Did you reconnect the Internet? Or is it still isolated from the Internet? 

Also I wonder if your genie is restarting for some reason. I'd suggest maybe turning the front panel lights off and and putting it in standby at night and then see if the panel lights are on in the morning when you wake it up. If they are that might be an indication of an issue.


----------



## Robotech (Jan 19, 2016)

inkahauts said:


> Did you reconnect the Internet? Or is it still isolated from the Internet?


I'm not clear on what you mean by this? Once its working it works with or with out my home network.


----------



## peds48 (Jan 11, 2008)

But your home network could be the one messing with the wireless minis when leases runs out, etc.


----------



## inkahauts (Nov 13, 2006)

Robotech said:


> I'm not clear on what you mean by this? Once its working it works with or with out my home network.


Disconnect the Internet from your DIRECTV system and see if you still get these issues. Leave it undone for days.

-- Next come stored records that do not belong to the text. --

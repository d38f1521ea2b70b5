//! Initial values for newly discovered states.

use rayon::prelude::*;

use crate::{
    Result,
    graph::PlanGraph,
    identifiers::GraphKey,
    ports::{Heuristic, StateDataContext, Termination, TerminationEvaluator},
    types::{BoundedValue, StateInfo},
};

/// Fresh record for a state given its termination verdict.
///
/// Terminal states are complete and worth exactly their terminal reward. The
/// heuristic `estimate` only runs for open states.
///
/// # Errors
///
/// Propagates the error of `estimate`.
pub fn leaf_info<F>(verdict: Termination, estimate: F) -> Result<StateInfo>
where
    F: FnOnce() -> Result<BoundedValue>,
{
    if verdict.is_terminal {
        Ok(StateInfo::new(BoundedValue::point(verdict.terminal_reward)).with_complete(true))
    } else {
        Ok(StateInfo::new(estimate()?))
    }
}

/// Evaluate every state in `states` and insert its record into `graph`.
///
/// All collaborator calls finish before anything is inserted, so a failing
/// heuristic or termination check leaves the graph untouched.
///
/// # Errors
///
/// Propagates collaborator failures and [`crate::Error::DuplicateState`] if a
/// state already has a record.
pub fn evaluate_leaves<C, A, H, T>(
    graph: &PlanGraph<C::Key, A>,
    context: &C,
    heuristic: &H,
    termination: &T,
    states: &[C::Key],
) -> Result<Vec<(C::Key, StateInfo)>>
where
    C: StateDataContext,
    A: GraphKey,
    H: Heuristic<C::Data> + ?Sized,
    T: TerminationEvaluator<C::Data> + ?Sized,
{
    let evaluated = states
        .par_iter()
        .map(|state| {
            let data = context.state_data(state)?;
            let verdict = termination.evaluate(&data)?;
            let info = leaf_info(verdict, || heuristic.evaluate(&data))?;
            Ok((*state, info))
        })
        .collect::<Result<Vec<_>>>()?;

    for (state, info) in &evaluated {
        graph.add_state(*state, *info)?;
    }
    Ok(evaluated)
}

How are you connected right now?


----------



## Robotech (Jan 19, 2016)

Ok so the specialist came out this morning and found that the HR44 was setup to be wireless and also setup to run through the DECA box? But the DECA box was malfunctioning. he replaced the deca and setup the HR44 to connect through the deca. Does that make any sense?
Thanks


----------



## inkahauts (Nov 13, 2006)

Yes it does and explains it all. That would have definelty been a large problem.


----------